Dear Friends of "Dial Daily Bread,"
It seems like a fantastic idea, but it's like a golden thread throughout both Old and New Testaments of the Bible: proud, sinful, selfish, lustful, wicked human hearts (ours!) are changed by simply believing what the apostle Peter says are "exceedingly great and precious promises" (2 Peter 1:4)!
And they're not man's "promises." They are the Lord's. Can it really be true that there is power in something as simple as believing God's promises (that appear to be so wild and extravagant)? God virtually promised Abraham the sky. And the old man is "the father of us all."
For instance, in the Old Testament we read that He picked up the only monotheist He could find in the ancient world, called him into exile to "a land that [He] would show him," promised it to him "for an everlasting possession." Paul got the idea: it was almost infinitely more than that tiny little strip of land known as Canaan; it meant the whole earth! (Rom 4:13).
And no way could the "possession" be "everlasting" for Abraham unless this "exceedingly great and precious promise" included the gift of eternal life, which Abraham couldn't enjoy as a genetic inheritance for he was born a sinner under condemnation like all of us.

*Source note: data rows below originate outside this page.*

use std::io::{BufRead, Write};

use clap::ValueEnum;

use crate::error::{MisaError, Result};

#[derive(Debug, Clone, Copy, PartialEq, Eq, ValueEnum)]
pub enum Layout {
    /// Fixed width columns
    Space,
    /// Tab separated columns
    Tab,
}

impl Layout {
    /// Default output name for the layout.
    pub fn file_name(self) -> &'static str {
        match self {
            Layout::Space => "border-space.txt",
            Layout::Tab => "border-tab.txt",
        }
    }
}

/// Reduce each repeat row of a border list to id, SSR, start and end.
/// Lines without a tab (the header) are copied unchanged.
pub fn format_border<R: BufRead, W: Write>(
    rdr: R,
    out: &mut W,
    layout: Layout,
    truncate_id: bool,
) -> Result<usize> {
    let mut rows = 0;
    for (i, line) in rdr.lines().enumerate() {
        let line = line?;
        let line = line.trim_end();
        if !line.contains('\t') {
            writeln!(out, "{}", line)?;
            continue;
        }

        let line = line.replace("\t\t", "\t");
        let cols: Vec<&str> = line.split('\t').collect();
        if cols.len() < 7 {
            return Err(MisaError::MalformedRecord {
                line: i as u64 + 1,
                reason: format!("expected 7 columns, found {}", cols.len()),
            });
        }
        let seq_id = if truncate_id {
            cols[0].split('_').next().unwrap_or(cols[0])
        } else {
            cols[0]
        };
        match layout {
            Layout::Space => writeln!(
                out,
                "{:<30} {:>4} {:>7} {:>7}",
                seq_id, cols[3], cols[5], cols[6]
            )?,
            Layout::Tab => writeln!(out, "{}\t{}\t{}\t{}", seq_id, cols[3], cols[5], cols[6])?,
        }
        rows += 1;
    }
    Ok(rows)
}

#[cfg(test)]
mod tests {
    use super::*;
    use std::io::Cursor;

    const BORDER: &str = "\
Db file: db.fa
2 repeats with border (50 bp)
========
scaffold756_39.3\t41\tp2\t(CT)15\t30\t54494\t54523
ctg2\t1\tp3\t(AAG)5\t\t15\t100\t114
";

    fn format(layout: Layout, truncate_id: bool) -> String {
        let mut buf = Vec::new();
        let rows = format_border(Cursor::new(BORDER), &mut buf, layout, truncate_id).unwrap();
        assert_eq!(rows, 2);
        String::from_utf8(buf).unwrap()
    }

    #[test]
    fn test_tab_layout_collapses_double_tabs() {
        let text = format(Layout::Tab, false);
        assert_eq!(
            text,
            "Db file: db.fa\n2 repeats with border (50 bp)\n========\n\
scaffold756_39.3\t(CT)15\t54494\t54523\nctg2\t(AAG)5\t100\t114\n"
        );
    }

    #[test]
    fn test_space_layout_with_truncated_ids() {
        let text = format(Layout::Space, true);
        let rows: Vec<&str> = text.lines().skip(3).collect();
        assert_eq!(
            rows[0],
            format!("{:<30} {:>4} {:>7} {:>7}", "scaffold756", "(CT)15", "54494", "54523")
        );
        assert!(rows[1].starts_with("ctg2 "));
    }

    #[test]
    fn test_short_row_is_rejected() {
        let mut buf = Vec::new();
        let err = format_border(Cursor::new("a\tb\tc\n"), &mut buf, Layout::Tab, false).unwrap_err();
        assert!(matches!(err, MisaError::MalformedRecord { line: 1, .. }));
    }
}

And further, no way could he be "the heir of the world" unless it became the "new earth." And again, no way could he be "the heir" of such a new earth unless he was given the gift of "righteousness," for Peter insists that only "righteousness dwells" there (2 Peter 3:13).
So, it all ends up full circle: God's "exceeding great and precious promises" mean the out-and-out gift of "righteousness by faith." And that was the meaning of those seven promises the Lord made to Abraham in Genesis 12:2, 3, and then later swore to in chapter 15--staking His very existence and His eternal throne on His keeping them.
Now, we return to our question: does it make sense that we, sinful selfish people by nature can be changed, converted, purified, transformed, even "sanctified," by believing those "promises"? Believe it or not, that is Peter's idea: "His divine power has given to us all things that pertain to life and godliness, ... exceedingly great and precious promises, that through these you may be partakers of the divine nature, having escaped the corruption that is in the world through lust" (2 Peter 1:3, 4).
"Escape" is what we desperately need, for we face the second death without it. The "corruption" of lust surrounds us and would permeate us. But it's true: our "escape" is only in believing those "promises." Let's join the father whose son was healed, in our own heart-felt prayer: "Lord, I believe; help my unbelief!" (Mark 9:23, 24). We can never perish if we pray that prayer.
--Robert J. Wieland
From the "Dial Daily Bread" Archive: April 6, 2004.